Uma nova pesquisa realizada no Território Indígena Pimentel Barbosa, no Cerrado brasileiro, revelou um potencial inexplorado de 180 toneladas por ano de resíduos de biomassa que poderiam ser aproveitados para fins alimentares, energéticos e medicinais. O estudo, conduzido por pesquisadores da Universidade de Tecnologia de Cottbus-Senftenberg (Alemanha) e da Universidade do Estado de Mato Grosso (UNEMAT), analisou a disponibilidade e a atual utilização de biomassa na comunidade Xavante, com foco no aproveitamento local e sustentável de recursos biológicos.
O trabalho dividiu o potencial de biomassa em três categorias: teórico (2700 t/ano), prático (516 t/ano) e não aproveitado (180 t/ano). Enquanto o teórico indica a quantidade máxima possível de biomassa disponível, o prático reflete o que já é consumido pela população. Já o não aproveitado aponta para resíduos que hoje são descartados, como cascas e sementes de frutas e palmeiras nativas, e que poderiam ser convertidos em valor.
Entre os resíduos com maior potencial estão sementes de Pequi, Manga e Buriti, além de cascas do Babassu. Atualmente, esses materiais são jogados no ambiente ou degradam-se naturalmente. Segundo os autores, esses resíduos poderiam ser utilizados na geração de energia por processos termoquímicos como a pirólise, ou transformados em produtos alimentícios e medicinais.

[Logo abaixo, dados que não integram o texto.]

//! Semantic actions driven by the parser.
//!
//! The parser calls into [`CodeBuilder`] as it recognizes constructs.
//! Expression actions return node handles; statement actions consume them
//! and append instructions. A failed action reports a diagnostic and
//! returns `None`. The parser keeps going and calls
//! [`CodeBuilder::end_statement`], which releases every outstanding node and
//! temporary register.
//!
//! Jumps whose target is not yet known are emitted with [`UNKNOWN_ADDR`] and
//! recorded as fixups; the linker patches them.

use kestrel_bytecode::{
    BinaryOp, CodeBuffer, CodeError, Instruction, Move, PrintFormat, Reg, Slot, Source, Special,
    UNKNOWN_ADDR,
};
use kestrel_core::{Interner, Symbol};
use rowan::TextRange;

use crate::diagnostics::{DiagnosticKind, Diagnostics};

use super::fold::{self, FoldError};
use super::nodes::{ExprNode, NodeArena, NodeId, Operand, StaleNode};
use super::program::{Fixup, FixupTarget, Label, Program, SymbolInfo};
use super::regs::RegisterPool;
use super::scope::{ScopeError, ScopeStack, SymbolDesc, SymbolKind};
use super::types::{BinOp, Constant, OpClass, UnOp, ValueType};

/// The current action failed and its diagnostic has been reported.
#[derive(Debug, Clone, Copy, PartialEq, Eq)]
struct Abort;

type Emit<T> = Result<T, Abort>;

#[derive(Debug, Clone, Copy)]
struct LoopFrame {
    head: Label,
    continue_to: Label,
    break_to: Label,
}

pub struct CodeBuilder {
    interner: Interner,
    diagnostics: Diagnostics,
    nodes: NodeArena,
    scopes: ScopeStack,
    regs: RegisterPool,
    code: CodeBuffer,
    labels: Vec<Option<u32>>,
    fixups: Vec<Fixup>,
    loops: Vec<LoopFrame>,
    stale: Option<StaleNode>,
    code_full: bool,
    entry: u32,
}

impl Default for CodeBuilder {
    fn default() -> Self {
        Self::new()
    }
}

O estudo também destacou os desafios enfrentados pela comunidade. A intensificação da agricultura no entorno da terra indígena tem provocado degradação ambiental, afetando diretamente a segurança alimentar dos Xavante. A perda de fertilidade do solo, a escassez de água e a dificuldade de acesso a eletricidade comprometem a subsistência, aumentam a dependência de alimentos industrializados e impactam a saúde local.
A pesquisa combinou métodos qualitativos e quantitativos, com entrevistas a professores indígenas e observações diretas sobre práticas de subsistência, como caça com fogo controlado, coleta de frutas e cultivo de mandioca e milho em pequena escala. O estudo mostrou que a produção agrícola é limitada pela baixa fertilidade dos solos e pela ausência de rotação de culturas, o que reduz tanto a produtividade quanto os resíduos disponíveis para aproveitamento.
Os pesquisadores propõem cenários de aproveitamento dos resíduos orgânicos que favorecem primeiro os usos alimentares e medicinais, deixando a geração de energia como último recurso. Bioprodutos derivados dessas biomassas vão desde óleos com propriedades antioxidantes até biochar para uso como fertilizante. A extração desses produtos dependeria da combinação de saber tradicional e validação científica.
Para viabilizar esses usos, no entanto, é necessário superar entraves logísticos, técnicos e culturais. A proposta dos autores inclui um modelo de contratação de biomassa, onde cooperativas indígenas organizariam a coleta, e um prestador de serviços cuidaria da transformação e distribuição, assumindo os custos operacionais. Essa abordagem poderia gerar renda e reduzir a dependência externa por alimentos e combustíveis fósseis.
O estudo ressalta que a bioeconomia indígena deve ser construída com base em conhecimento ancestral, respeitando valores culturais e promovendo justiça territorial. Os autores defendem que políticas públicas específicas e o apoio institucional são essenciais para transformar o potencial identificado em benefícios concretos para comunidades indígenas e para a conservação do Cerrado.
Com essa metodologia, os autores oferecem um modelo replicável para avaliar o potencial de biomassa em outros territórios indígenas ou rurais, fortalecendo uma bioeconomia inclusiva e adaptada a contextos locais.